WHAT NEEDS TO BE DONE = Scan the entries that follow and copy out every line containing "InvalidTransition".

SOURCE MATERIAL =
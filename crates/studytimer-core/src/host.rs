//! The host object that owns one engine and everything it works on.
//!
//! [`StudyTimer`] replaces a process-wide app singleton: a UI keeps one of
//! these, maps its events onto [`Command`]s and renders
//! [`StudyTimer::snapshot`]. It takes care of loading with fallback,
//! persisting after anything that changed statistics or configuration,
//! and refusing profile edits while a run is active.

use std::time::Instant;

use chrono::Utc;
use tracing::{debug, warn};

use crate::clock::{Clock, SystemClock};
use crate::error::{CoreError, PersistenceError, ProfileError, SessionError};
use crate::history::{RunRecord, RunTracker};
use crate::notify::NotificationSink;
use crate::profile::{Profile, ProfileStore, MAX_PROFILES};
use crate::storage::{GlobalSettings, PersistenceGateway};
use crate::timer::{Command, Outcome, SessionEngine, SessionSnapshot, StopSummary};

pub struct StudyTimer<G, N> {
    settings: GlobalSettings,
    store: ProfileStore,
    engine: SessionEngine<N>,
    gateway: G,
    clock: Box<dyn Clock>,
    persist_error: Option<PersistenceError>,
    run: Option<RunTracker>,
}

impl<G: PersistenceGateway, N: NotificationSink> StudyTimer<G, N> {
    /// Load state through `gateway`, falling back to built-in defaults when
    /// nothing usable is stored.
    pub fn open(gateway: G, sink: N) -> Self {
        Self::open_with_capacity(gateway, sink, MAX_PROFILES)
    }

    pub fn open_with_capacity(gateway: G, sink: N, capacity: usize) -> Self {
        let (mut settings, profiles) = match gateway.load() {
            Ok(loaded) => loaded,
            Err(PersistenceError::NotFound { path }) => {
                debug!(path = %path.display(), "no saved state, using defaults");
                (GlobalSettings::default(), Vec::new())
            }
            Err(e) => {
                warn!(error = %e, "failed to load saved state, using defaults");
                (GlobalSettings::default(), Vec::new())
            }
        };
        if let Err(e) = settings.validate() {
            warn!(error = %e, "repairing loaded settings");
            settings.sound_volume = settings.sound_volume.min(100);
        }
        let store = ProfileStore::from_parts(profiles, settings.active_profile_index, capacity);
        settings.active_profile_index = store.active_index();

        Self {
            settings,
            store,
            engine: SessionEngine::with_sink(sink),
            gateway,
            clock: Box::new(SystemClock),
            persist_error: None,
            run: None,
        }
    }

    /// Replace the time source.
    pub fn with_clock(mut self, clock: impl Clock + 'static) -> Self {
        self.clock = Box::new(clock);
        self
    }

    // ── Queries ──────────────────────────────────────────────────────

    pub fn settings(&self) -> &GlobalSettings {
        &self.settings
    }

    pub fn store(&self) -> &ProfileStore {
        &self.store
    }

    pub fn engine(&self) -> &SessionEngine<N> {
        &self.engine
    }

    pub fn sink_mut(&mut self) -> &mut N {
        self.engine.sink_mut()
    }

    pub fn gateway(&self) -> &G {
        &self.gateway
    }

    pub fn gateway_mut(&mut self) -> &mut G {
        &mut self.gateway
    }

    pub fn now(&self) -> Instant {
        self.clock.now()
    }

    pub fn snapshot(&self) -> SessionSnapshot {
        self.engine.snapshot(&self.store)
    }

    /// Every recorded run, oldest first.
    ///
    /// # Errors
    ///
    /// Returns the gateway's failure.
    pub fn history(&self) -> Result<Vec<RunRecord>, PersistenceError> {
        self.gateway.load_history()
    }

    /// The most recent persistence failure, if any, clearing it.
    pub fn take_persist_error(&mut self) -> Option<PersistenceError> {
        self.persist_error.take()
    }

    // ── Commands ─────────────────────────────────────────────────────

    /// Apply `command` at the clock's current reading.
    ///
    /// State is saved whenever the outcome changed statistics or the
    /// active profile, and a run that ends is appended to the history. A
    /// failed save never fails the command; it is logged
    /// and kept for [`take_persist_error`](Self::take_persist_error).
    ///
    /// # Errors
    ///
    /// Whatever the engine rejects the command with.
    pub fn dispatch(&mut self, command: Command) -> Result<Outcome, SessionError> {
        let now = self.clock.now();
        let subject = match &command {
            Command::Start { subject, .. } => Some(subject.clone()),
            _ => None,
        };
        let outcome = self
            .engine
            .apply(command, &mut self.store, &self.settings, now)?;
        if let Some(subject) = subject {
            let index = self.store.active_index();
            let profile = self.store.active();
            self.run = Some(RunTracker::begin(index, profile, subject.as_str(), Utc::now()));
            self.settings.last_subject = subject;
        }
        if outcome.touched_statistics() {
            self.settings.active_profile_index = self.store.active_index();
            self.persist();
        }
        if self.engine.is_idle() {
            self.record_run(matches!(outcome, Outcome::Stopped(_)));
        }
        Ok(outcome)
    }

    /// Start a run on the active profile.
    ///
    /// # Errors
    ///
    /// `InvalidTransition` unless idle.
    pub fn start(&mut self, subject: impl Into<String>) -> Result<(), SessionError> {
        self.dispatch(Command::Start {
            profile_index: None,
            subject: subject.into(),
        })
        .map(|_| ())
    }

    /// Stop any active run and save. Safe to call at any time.
    pub fn stop(&mut self) -> Option<StopSummary> {
        match self.dispatch(Command::Stop) {
            Ok(Outcome::Stopped(summary)) => summary,
            _ => None,
        }
    }

    /// Stop any active run and save, for application exit.
    ///
    /// # Errors
    ///
    /// Returns the save failure, if any.
    pub fn shutdown(mut self) -> Result<Option<StopSummary>, PersistenceError> {
        let summary = self.stop();
        self.persist_error = None;
        self.save()?;
        Ok(summary)
    }

    // ── Profiles & settings ──────────────────────────────────────────

    /// # Errors
    ///
    /// `Session` while a run is active, `Profile` if the store rejects it.
    pub fn add_profile(&mut self, profile: Profile) -> Result<usize, CoreError> {
        self.require_idle("add profile")?;
        let index = self.store.add_profile(profile)?;
        self.persist();
        Ok(index)
    }

    /// # Errors
    ///
    /// `Session` while a run is active, `Profile` if the store rejects it.
    pub fn remove_profile(&mut self, index: usize) -> Result<Profile, CoreError> {
        self.require_idle("remove profile")?;
        let removed = self.store.remove_profile(index)?;
        self.settings.active_profile_index = self.store.active_index();
        self.persist();
        Ok(removed)
    }

    /// Change the configurable fields of a profile, keeping its statistics.
    ///
    /// # Errors
    ///
    /// `Session` while a run is active, `Profile` if the store rejects it.
    pub fn edit_profile(
        &mut self,
        index: usize,
        edit: impl FnOnce(&mut Profile),
    ) -> Result<(), CoreError> {
        self.require_idle("edit profile")?;
        let mut edited = self
            .store
            .get(index)
            .cloned()
            .ok_or(ProfileError::OutOfBounds {
                index,
                len: self.store.len(),
            })?;
        edit(&mut edited);
        self.store.update_profile(index, edited)?;
        self.persist();
        Ok(())
    }

    /// # Errors
    ///
    /// `InvalidTransition` while a run is active, `ProfileNotFound` for a
    /// bad index.
    pub fn switch_profile(&mut self, index: usize) -> Result<(), SessionError> {
        self.dispatch(Command::SwitchProfile { index }).map(|_| ())
    }

    /// Change settings through `edit`; rejected edits leave them untouched.
    ///
    /// # Errors
    ///
    /// `Validation` if the edited settings are out of range.
    pub fn update_settings(
        &mut self,
        edit: impl FnOnce(&mut GlobalSettings),
    ) -> Result<(), CoreError> {
        let mut edited = self.settings.clone();
        edit(&mut edited);
        edited.validate()?;
        edited.active_profile_index = self.store.active_index();
        self.settings = edited;
        self.persist();
        Ok(())
    }

    /// Write the current state through the gateway.
    ///
    /// # Errors
    ///
    /// Returns the gateway's failure.
    pub fn save(&mut self) -> Result<(), PersistenceError> {
        self.settings.active_profile_index = self.store.active_index();
        self.gateway.save(&self.settings, self.store.profiles())
    }

    // ── Internal ─────────────────────────────────────────────────────

    fn record_run(&mut self, stopped: bool) {
        let Some(tracker) = self.run.take() else {
            return;
        };
        let Some(profile) = self.store.get(tracker.profile_index) else {
            warn!(index = tracker.profile_index, "finished run's profile no longer exists");
            return;
        };
        let record = tracker.finish(profile, stopped, Utc::now());
        debug!(subject = %record.subject, study_secs = record.study_seconds, "run recorded");
        if let Err(e) = self.gateway.append_run(&record) {
            warn!(error = %e, "failed to record run");
            self.persist_error = Some(e);
        }
    }

    fn persist(&mut self) {
        if let Err(e) = self.save() {
            warn!(error = %e, "failed to save state");
            self.persist_error = Some(e);
        }
    }

    fn require_idle(&self, operation: &'static str) -> Result<(), SessionError> {
        if self.engine.is_idle() {
            Ok(())
        } else {
            Err(SessionError::InvalidTransition {
                operation,
                phase: self.engine.phase(),
            })
        }
    }
}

EXERCISE RESPONSE =
    /// `InvalidTransition` unless idle.
    /// `InvalidTransition` while a run is active, `ProfileNotFound` for a
            Err(SessionError::InvalidTransition {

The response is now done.